A major issue for the future of tertiary education is to ensure that Australia continues to expand its investment in skills and capabilities, to enable a future of prosperity which is available to all. This has been the aim of the demand-driven system of higher education. The Federal Government’s current proposals for higher education reform include the expansion of the demand driven system, by bringing sub-degree higher education programs into the subsided system and by bringing non-university higher education providers into the system.

At the same time the government has been seeking to achieve budget restraint and as a result proposed to cut the amount of funding per student by an average of 20 per cent, although there is considerable variation across the disciplines. The government has also proposed to uncap fees, so that universities could at least recoup the lost funds due to the cuts in subsidies.

The government’s proposal for full-fee deregulation in higher education has stalled in the Senate. It has been subjected to criticism from the cross-benchers and from a number of expert commentators that there are serious risks with the proposal including the risk of excessive student fees and excessive debts.

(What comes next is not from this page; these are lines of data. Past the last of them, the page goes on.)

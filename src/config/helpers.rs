//! Environment lookup helpers shared by the config sections.

use std::str::FromStr;

use crate::error::ConfigError;

/// Read an environment variable, treating "unset" as `None`.
pub(crate) fn optional_env(key: &str) -> Result<Option<String>, ConfigError> {
    match std::env::var(key) {
        Ok(value) => Ok(Some(value)),
        Err(std::env::VarError::NotPresent) => Ok(None),
        Err(std::env::VarError::NotUnicode(_)) => Err(ConfigError::NotUnicode {
            key: key.to_string(),
        }),
    }
}

/// Parse an optional environment variable, falling back to `default` when it
/// is unset or empty.
pub(crate) fn parse_optional_env<T>(key: &str, default: T) -> Result<T, ConfigError>
where
    T: FromStr,
    T::Err: std::fmt::Display,
{
    match optional_env(key)? {
        Some(raw) if !raw.trim().is_empty() => {
            raw.trim()
                .parse()
                .map_err(|e: T::Err| ConfigError::InvalidValue {
                    key: key.to_string(),
                    message: e.to_string(),
                })
        }
        _ => Ok(default),
    }
}

/// Parse a boolean flag, accepting the usual spellings.
pub(crate) fn parse_bool_env(key: &str, default: bool) -> Result<bool, ConfigError> {
    let Some(raw) = optional_env(key)? else {
        return Ok(default);
    };
    match raw.trim().to_lowercase().as_str() {
        "" => Ok(default),
        "1" | "true" | "yes" | "on" => Ok(true),
        "0" | "false" | "no" | "off" => Ok(false),
        other => Err(ConfigError::InvalidValue {
            key: key.to_string(),
            message: format!("must be 'true' or 'false', got '{other}'"),
        }),
    }
}
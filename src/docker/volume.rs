//! Single-file access to named volumes.
//!
//! Files are moved through a throw-away helper container that mounts the
//! volume but is never started, so reads and writes work whether or not the
//! sidecar's own container exists.

use std::collections::HashMap;
use std::io::Read;
use std::time::{SystemTime, UNIX_EPOCH};

use async_trait::async_trait;
use bollard::Docker;
use bollard::container::{
    Config, CreateContainerOptions, DownloadFromContainerOptions, RemoveContainerOptions,
    UploadToContainerOptions,
};
use bollard::models::HostConfig;
use bytes::Bytes;
use futures::StreamExt;

use crate::config::SidecarRuntimeConfig;
use crate::docker::engine::ensure_image;
use crate::docker::error::{EngineError, Result};
use crate::docker::image::DockerImage;

/// Where the helper container mounts the volume.
const MOUNT_POINT: &str = "/mnt/dockervolume";

/// Reads and writes single files inside a named volume.
#[async_trait]
pub trait VolumeFiles: Send + Sync {
    /// Write `content` at `rel_path`, creating parent directories and
    /// replacing any existing file. `owner` is an optional `(uid, gid)`.
    async fn write_file(
        &self,
        volume: &str,
        rel_path: &str,
        content: &[u8],
        owner: Option<(u64, u64)>,
    ) -> Result<()>;

    /// Full content of the single file at `rel_path`.
    async fn single_file_content(&self, volume: &str, rel_path: &str) -> Result<Vec<u8>>;
}

/// Normalize a volume-relative path to `a/b/c` form.
///
/// Rejects absolute paths and any `..` component.
pub fn volume_path(rel_path: &str) -> Result<String> {
    let invalid = |reason: &str| EngineError::InvalidPath {
        path: rel_path.to_string(),
        reason: reason.to_string(),
    };

    if rel_path.starts_with('/') {
        return Err(invalid("must be relative to the volume root"));
    }

    let mut parts = Vec::new();
    for part in rel_path.split('/') {
        match part {
            "" | "." => continue,
            ".." => return Err(invalid("must not contain '..'")),
            other => parts.push(other),
        }
    }

    if parts.is_empty() {
        return Err(invalid("must name a file"));
    }
    Ok(parts.join("/"))
}

/// Build a tar archive placing `content` at `<mount>/<rel_path>` with every
/// parent directory present.
pub(crate) fn build_archive(
    rel_path: &str,
    content: &[u8],
    owner: Option<(u64, u64)>,
) -> Result<Vec<u8>> {
    let archive_err = |e: std::io::Error| EngineError::Archive {
        path: rel_path.to_string(),
        reason: e.to_string(),
    };

    let rel = volume_path(rel_path)?;
    let root = MOUNT_POINT.trim_start_matches('/');
    let mtime = SystemTime::now()
        .duration_since(UNIX_EPOCH)
        .map(|d| d.as_secs())
        .unwrap_or(0);

    let mut builder = tar::Builder::new(Vec::new());

    let segments: Vec<&str> = rel.split('/').collect();
    let mut dir = root.to_string();
    for segment in &segments[..segments.len() - 1] {
        dir = format!("{dir}/{segment}");
        let mut header = tar::Header::new_gnu();
        header.set_entry_type(tar::EntryType::Directory);
        header.set_mode(0o755);
        header.set_size(0);
        header.set_mtime(mtime);
        if let Some((uid, gid)) = owner {
            header.set_uid(uid);
            header.set_gid(gid);
        }
        builder
            .append_data(&mut header, format!("{dir}/"), std::io::empty())
            .map_err(archive_err)?;
    }

    let mut header = tar::Header::new_gnu();
    header.set_entry_type(tar::EntryType::Regular);
    header.set_mode(0o644);
    header.set_size(content.len() as u64);
    header.set_mtime(mtime);
    if let Some((uid, gid)) = owner {
        header.set_uid(uid);
        header.set_gid(gid);
    }
    builder
        .append_data(&mut header, format!("{root}/{rel}"), content)
        .map_err(archive_err)?;

    builder.into_inner().map_err(archive_err)
}

/// Pull the first entry out of an archive returned by the daemon, which must
/// be a regular file.
pub(crate) fn extract_single_file(archive: &[u8], rel_path: &str) -> Result<Vec<u8>> {
    let archive_err = |reason: String| EngineError::Archive {
        path: rel_path.to_string(),
        reason,
    };

    let mut archive = tar::Archive::new(archive);
    let mut entries = archive.entries().map_err(|e| archive_err(e.to_string()))?;
    let mut entry = match entries.next() {
        Some(entry) => entry.map_err(|e| archive_err(e.to_string()))?,
        None => return Err(archive_err("empty archive".to_string())),
    };

    if !entry.header().entry_type().is_file() {
        return Err(archive_err("not a regular file".to_string()));
    }

    let mut content = Vec::with_capacity(entry.size() as usize);
    entry
        .read_to_end(&mut content)
        .map_err(|e| archive_err(e.to_string()))?;
    Ok(content)
}

/// bollard-backed [`VolumeFiles`].
#[derive(Clone)]
pub struct DockerVolumeFiles {
    docker: Docker,
    helper_image: DockerImage,
    auto_pull: bool,
    labels: HashMap<String, String>,
}

impl DockerVolumeFiles {
    pub fn new(docker: Docker, config: &SidecarRuntimeConfig) -> Self {
        let (repository, version) = match config.helper_image.rsplit_once(':') {
            Some((repo, tag)) if !tag.contains('/') => (repo.to_string(), tag.to_string()),
            _ => (config.helper_image.clone(), String::new()),
        };
        Self {
            docker,
            helper_image: DockerImage::new(repository, version),
            auto_pull: config.auto_pull,
            labels: HashMap::new(),
        }
    }

    /// Labels attached to helper containers, so leftovers can be found by
    /// test-run cleanup.
    pub fn with_labels(mut self, labels: HashMap<String, String>) -> Self {
        self.labels = labels;
        self
    }

    /// Create an unstarted helper container with `volume` mounted.
    async fn create_helper(&self, volume: &str) -> Result<String> {
        ensure_image(&self.docker, &self.helper_image, self.auto_pull).await?;

        let name = format!("sidecar-fs-{}", uuid::Uuid::new_v4().simple());
        let config = Config {
            image: Some(self.helper_image.reference()),
            labels: if self.labels.is_empty() {
                None
            } else {
                Some(self.labels.clone())
            },
            host_config: Some(HostConfig {
                binds: Some(vec![format!("{}:{}", volume, MOUNT_POINT)]),
                auto_remove: Some(false),
                ..Default::default()
            }),
            ..Default::default()
        };

        self.docker
            .create_container(
                Some(CreateContainerOptions {
                    name: name.clone(),
                    ..Default::default()
                }),
                config,
            )
            .await
            .map_err(|e| EngineError::from_docker(&name, e))?;

        Ok(name)
    }

    async fn remove_helper(&self, name: &str) {
        if let Err(e) = self
            .docker
            .remove_container(
                name,
                Some(RemoveContainerOptions {
                    force: true,
                    ..Default::default()
                }),
            )
            .await
        {
            tracing::warn!("Failed to remove volume helper container {}: {}", name, e);
        }
    }

    async fn upload(&self, helper: &str, archive: Vec<u8>) -> Result<()> {
        self.docker
            .upload_to_container(
                helper,
                Some(UploadToContainerOptions {
                    path: "/".to_string(),
                    ..Default::default()
                }),
                Bytes::from(archive),
            )
            .await
            .map_err(|e| EngineError::from_docker(helper, e))
    }

    async fn download(&self, helper: &str, volume: &str, rel: &str) -> Result<Vec<u8>> {
        let stream = self.docker.download_from_container(
            helper,
            Some(DownloadFromContainerOptions {
                path: format!("{}/{}", MOUNT_POINT, rel),
            }),
        );
        let mut stream = std::pin::pin!(stream);

        let mut archive = Vec::new();
        while let Some(chunk) = stream.next().await {
            match chunk {
                Ok(bytes) => archive.extend_from_slice(&bytes),
                Err(bollard::errors::Error::DockerResponseServerError {
                    status_code: 404, ..
                }) => {
                    return Err(EngineError::FileNotFound {
                        volume: volume.to_string(),
                        path: rel.to_string(),
                    });
                }
                Err(e) => return Err(EngineError::Docker(e)),
            }
        }

        extract_single_file(&archive, rel)
    }
}

#[async_trait]
impl VolumeFiles for DockerVolumeFiles {
    async fn write_file(
        &self,
        volume: &str,
        rel_path: &str,
        content: &[u8],
        owner: Option<(u64, u64)>,
    ) -> Result<()> {
        let archive = build_archive(rel_path, content, owner)?;
        let helper = self.create_helper(volume).await?;

        let result = self.upload(&helper, archive).await;
        self.remove_helper(&helper).await;
        result?;

        tracing::debug!(volume = %volume, path = %rel_path, bytes = content.len(), "Wrote volume file");
        Ok(())
    }

    async fn single_file_content(&self, volume: &str, rel_path: &str) -> Result<Vec<u8>> {
        let rel = volume_path(rel_path)?;
        let helper = self.create_helper(volume).await?;

        let result = self.download(&helper, volume, &rel).await;
        self.remove_helper(&helper).await;
        result
    }
}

We argue that what is required is not full deregulation of fees, or a return to a more regulated model with tight fee regulation and a possible reversion to more regulation of student numbers as well. What is required is a ‘third way’ incorporating some degree of price flexibility, and an enhanced equity package, while retaining the demand driven model.

This paper, therefore, is concerned with exploring alternative ways of sustaining the demand driven system by allowing some degree of flexibility in student fees, while avoiding excessive fee rises and allowing for some degree of price competition. Consideration is also given to ways in which the equity aspects of the package could be enhanced.

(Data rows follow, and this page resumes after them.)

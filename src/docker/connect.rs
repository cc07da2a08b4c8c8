//! Docker daemon connection with socket fallbacks.
//!
//! bollard's local defaults honour `DOCKER_HOST` and the standard
//! `/var/run/docker.sock`. Rootless Docker and Docker Desktop listen
//! elsewhere, so those sockets are probed when the default fails.

use std::path::PathBuf;

use bollard::{API_DEFAULT_VERSION, Docker};

use crate::docker::error::{EngineError, Result};

/// Seconds bollard waits on a single daemon request.
const CONNECT_TIMEOUT_SECS: u64 = 120;

/// Connect to the Docker daemon and verify it answers a ping.
pub async fn connect_docker() -> Result<Docker> {
    let mut last_error = match Docker::connect_with_local_defaults() {
        Ok(docker) => match docker.ping().await {
            Ok(_) => return Ok(docker),
            Err(e) => e.to_string(),
        },
        Err(e) => e.to_string(),
    };

    for socket in fallback_sockets() {
        if !socket.exists() {
            continue;
        }
        let Some(path) = socket.to_str() else {
            continue;
        };

        tracing::debug!("Trying Docker socket at {}", path);
        match Docker::connect_with_socket(path, CONNECT_TIMEOUT_SECS, API_DEFAULT_VERSION) {
            Ok(docker) => match docker.ping().await {
                Ok(_) => return Ok(docker),
                Err(e) => last_error = e.to_string(),
            },
            Err(e) => last_error = e.to_string(),
        }
    }

    Err(EngineError::DockerNotAvailable { reason: last_error })
}

fn fallback_sockets() -> Vec<PathBuf> {
    let mut sockets = Vec::new();
    if let Some(runtime_dir) = std::env::var_os("XDG_RUNTIME_DIR") {
        sockets.push(PathBuf::from(runtime_dir).join("docker.sock"));
    }
    if let Some(home) = dirs::home_dir() {
        sockets.push(home.join(".docker").join("run").join("docker.sock"));
        sockets.push(home.join(".colima").join("default").join("docker.sock"));
    }
    sockets
}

Dawkins (2014) argued that three alternative methods should be explored to achieve a degree of fee flexibility: fee caps, loan caps and a “taper model” whereby government tuition subsidies are reduced according to a taper-rate schedule, when they raise fees above a threshold level.  The latter concept is one that is also being proposed by Bruce Chapman (Chapman 2015).

The findings reported in this paper are based upon modelling which is outlined in more detail in Dawkins and Dixon (2015).

Our analysis and consideration of the policy challenge leads us to the conclusion that the most promising way forward is a two-part package incorporating

          i. a taper model whereby tuition subsidies are reduced according a progressive taper rate schedule, when fees rise above a threshold level

         ii. an enhanced Higher Education Participation Program (HEPP), incorporating scholarships for all low socioeconomic status background students across the system, and additional support for interventions for reducing the attrition rates of at-risk students.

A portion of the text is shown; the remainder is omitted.